| TASK OBJECTIVE |
The answer must restate the records below word for word.

Saved data entries:
****

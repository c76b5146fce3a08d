//! Property-based test generators using proptest.
//!
//! Provides strategies for payloads and operation sequences, plus a
//! reference model of the memory-mapped stream to check them against.

use binlog_stream::OutputStream;
use binlog_stream::StreamResult;
use proptest::prelude::*;

/// Strategy for generating a single payload (arbitrary bytes).
pub fn payload_strategy() -> impl Strategy<Value = Vec<u8>> {
    prop::collection::vec(any::<u8>(), 0..1024)
}

/// Strategy for generating a sequence of small payloads.
pub fn chunks_strategy() -> impl Strategy<Value = Vec<Vec<u8>>> {
    prop::collection::vec(prop::collection::vec(any::<u8>(), 0..128), 0..32)
}

/// One operation on an output stream.
#[derive(Debug, Clone, PartialEq, Eq)]
pub enum StreamOp {
    /// Write the bytes at the current position.
    Write(Vec<u8>),
    /// Reposition the write cursor.
    Seek(u64),
    /// Resize the file and reposition.
    Truncate(u64),
    /// Flush buffered bytes.
    Flush,
    /// Sync flushed bytes.
    Sync,
}

impl StreamOp {
    /// Applies the operation to `stream`.
    ///
    /// # Errors
    ///
    /// Returns whatever the stream returns.
    pub fn apply(&self, stream: &mut dyn OutputStream) -> StreamResult<()> {
        match self {
            Self::Write(data) => stream.write(data),
            Self::Seek(offset) => stream.seek(*offset),
            Self::Truncate(offset) => stream.truncate(*offset),
            Self::Flush => stream.flush(),
            Self::Sync => stream.sync(),
        }
    }

    /// Returns `true` for operations that reposition the cursor.
    pub fn repositions(&self) -> bool {
        matches!(self, Self::Seek(_) | Self::Truncate(_))
    }
}

/// Strategy for generating operation sequences whose offsets stay below
/// `max_offset` (inclusive).
pub fn stream_ops_strategy(max_offset: u64, max_ops: usize) -> impl Strategy<Value = Vec<StreamOp>> {
    let op = prop_oneof![
        4 => prop::collection::vec(any::<u8>(), 0..64).prop_map(StreamOp::Write),
        1 => (0..=max_offset).prop_map(StreamOp::Seek),
        1 => (0..=max_offset).prop_map(StreamOp::Truncate),
        1 => Just(StreamOp::Flush),
        1 => Just(StreamOp::Sync),
    ];
    prop::collection::vec(op, 0..max_ops)
}

/// Reference model of a memory-mapped stream.
///
/// Tracks the same positions as the real stream and the bytes the file will
/// hold once it is synced and closed.
#[derive(Debug, Clone)]
pub struct MappedModel {
    bytes: Vec<u8>,
    capacity: u64,
    file_len: u64,
    /// Next write offset.
    pub write_pos: u64,
    /// Synced offset.
    pub sync_pos: u64,
    /// High-water mark.
    pub end_of_data: u64,
}

impl MappedModel {
    /// Creates a model of a freshly opened stream of `capacity` bytes.
    pub fn new(capacity: u64) -> Self {
        Self {
            bytes: vec![0; capacity as usize],
            capacity,
            file_len: capacity,
            write_pos: 0,
            sync_pos: 0,
            end_of_data: 0,
        }
    }

    /// Applies `op`, returning `false` if the real stream must reject it.
    pub fn apply(&mut self, op: &StreamOp) -> bool {
        match op {
            StreamOp::Write(data) => {
                let end = self.write_pos + data.len() as u64;
                if end > self.capacity {
                    return false;
                }
                if data.is_empty() {
                    return true;
                }
                if end > self.file_len {
                    self.file_len = self.capacity;
                }
                self.bytes[self.write_pos as usize..end as usize].copy_from_slice(data);
                self.write_pos = end;
                self.end_of_data = self.end_of_data.max(end);
            }
            StreamOp::Seek(offset) => {
                if *offset > self.capacity {
                    return false;
                }
                self.write_pos = *offset;
                self.sync_pos = *offset;
                self.end_of_data = self.end_of_data.max(*offset);
            }
            StreamOp::Truncate(offset) => {
                if *offset > self.capacity {
                    return false;
                }
                // Truncation drops the file's pages past the new end.
                self.bytes[*offset as usize..].fill(0);
                self.file_len = *offset;
                self.end_of_data = self.end_of_data.min(*offset);
                if self.write_pos > *offset {
                    self.write_pos = *offset;
                    self.sync_pos = *offset;
                }
            }
            StreamOp::Flush => {}
            StreamOp::Sync => self.sync_pos = self.write_pos,
        }
        true
    }

    /// Bytes the file holds after a final sync and close.
    pub fn final_contents(&self) -> &[u8] {
        &self.bytes[..self.end_of_data as usize]
    }
}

****

| SOLUTION |
repository c76b5146fce3a08d
//! Property-based test generators using proptest.
//!
//! Provides strategies for payloads and operation sequences, plus a
//! reference model of the memory-mapped stream to check them against.

use binlog_stream::OutputStream;
use binlog_stream::StreamResult;
use proptest::prelude::*;

/// Strategy for generating a single payload (arbitrary bytes).
pub fn payload_strategy() -> impl Strategy<Value = Vec<u8>> {
    prop::collection::vec(any::<u8>(), 0..1024)
}

/// Strategy for generating a sequence of small payloads.
pub fn chunks_strategy() -> impl Strategy<Value = Vec<Vec<u8>>> {
    prop::collection::vec(prop::collection::vec(any::<u8>(), 0..128), 0..32)
}

/// One operation on an output stream.
#[derive(Debug, Clone, PartialEq, Eq)]
pub enum StreamOp {
    /// Write the bytes at the current position.
    Write(Vec<u8>),
    /// Reposition the write cursor.
    Seek(u64),
    /// Resize the file and reposition.
    Truncate(u64),
    /// Flush buffered bytes.
    Flush,
    /// Sync flushed bytes.
    Sync,
}

impl StreamOp {
    /// Applies the operation to `stream`.
    ///
    /// # Errors
    ///
    /// Returns whatever the stream returns.
    pub fn apply(&self, stream: &mut dyn OutputStream) -> StreamResult<()> {
        match self {
            Self::Write(data) => stream.write(data),
            Self::Seek(offset) => stream.seek(*offset),
            Self::Truncate(offset) => stream.truncate(*offset),
            Self::Flush => stream.flush(),
            Self::Sync => stream.sync(),
        }
    }

    /// Returns `true` for operations that reposition the cursor.
    pub fn repositions(&self) -> bool {
        matches!(self, Self::Seek(_) | Self::Truncate(_))
    }
}

/// Strategy for generating operation sequences whose offsets stay below
/// `max_offset` (inclusive).
pub fn stream_ops_strategy(max_offset: u64, max_ops: usize) -> impl Strategy<Value = Vec<StreamOp>> {
    let op = prop_oneof![
        4 => prop::collection::vec(any::<u8>(), 0..64).prop_map(StreamOp::Write),
        1 => (0..=max_offset).prop_map(StreamOp::Seek),
        1 => (0..=max_offset).prop_map(StreamOp::Truncate),
        1 => Just(StreamOp::Flush),
        1 => Just(StreamOp::Sync),
    ];
    prop::collection::vec(op, 0..max_ops)
}

/// Reference model of a memory-mapped stream.
///
/// Tracks the same positions as the real stream and the bytes the file will
/// hold once it is synced and closed.
#[derive(Debug, Clone)]
pub struct MappedModel {
    bytes: Vec<u8>,
    capacity: u64,
    file_len: u64,
    /// Next write offset.
    pub write_pos: u64,
    /// Synced offset.
    pub sync_pos: u64,
    /// High-water mark.
    pub end_of_data: u64,
}

impl MappedModel {
    /// Creates a model of a freshly opened stream of `capacity` bytes.
    pub fn new(capacity: u64) -> Self {
        Self {
            bytes: vec![0; capacity as usize],
            capacity,
            file_len: capacity,
            write_pos: 0,
            sync_pos: 0,
            end_of_data: 0,
        }
    }

    /// Applies `op`, returning `false` if the real stream must reject it.
    pub fn apply(&mut self, op: &StreamOp) -> bool {
        match op {
            StreamOp::Write(data) => {
                let end = self.write_pos + data.len() as u64;
                if end > self.capacity {
                    return false;
                }
                if data.is_empty() {
                    return true;
                }
                if end > self.file_len {
                    self.file_len = self.capacity;
                }
                self.bytes[self.write_pos as usize..end as usize].copy_from_slice(data);
                self.write_pos = end;
                self.end_of_data = self.end_of_data.max(end);
            }
            StreamOp::Seek(offset) => {
                if *offset > self.capacity {
                    return false;
                }
                self.write_pos = *offset;
                self.sync_pos = *offset;
                self.end_of_data = self.end_of_data.max(*offset);
            }
            StreamOp::Truncate(offset) => {
                if *offset > self.capacity {
                    return false;
                }
                // Truncation drops the file's pages past the new end.
                self.bytes[*offset as usize..].fill(0);
                self.file_len = *offset;
                self.end_of_data = self.end_of_data.min(*offset);
                if self.write_pos > *offset {
                    self.write_pos = *offset;
                    self.sync_pos = *offset;
                }
            }
            StreamOp::Flush => {}
            StreamOp::Sync => self.sync_pos = self.write_pos,
        }
        true
    }

    /// Bytes the file holds after a final sync and close.
    pub fn final_contents(&self) -> &[u8] {
        &self.bytes[..self.end_of_data as usize]
    }
}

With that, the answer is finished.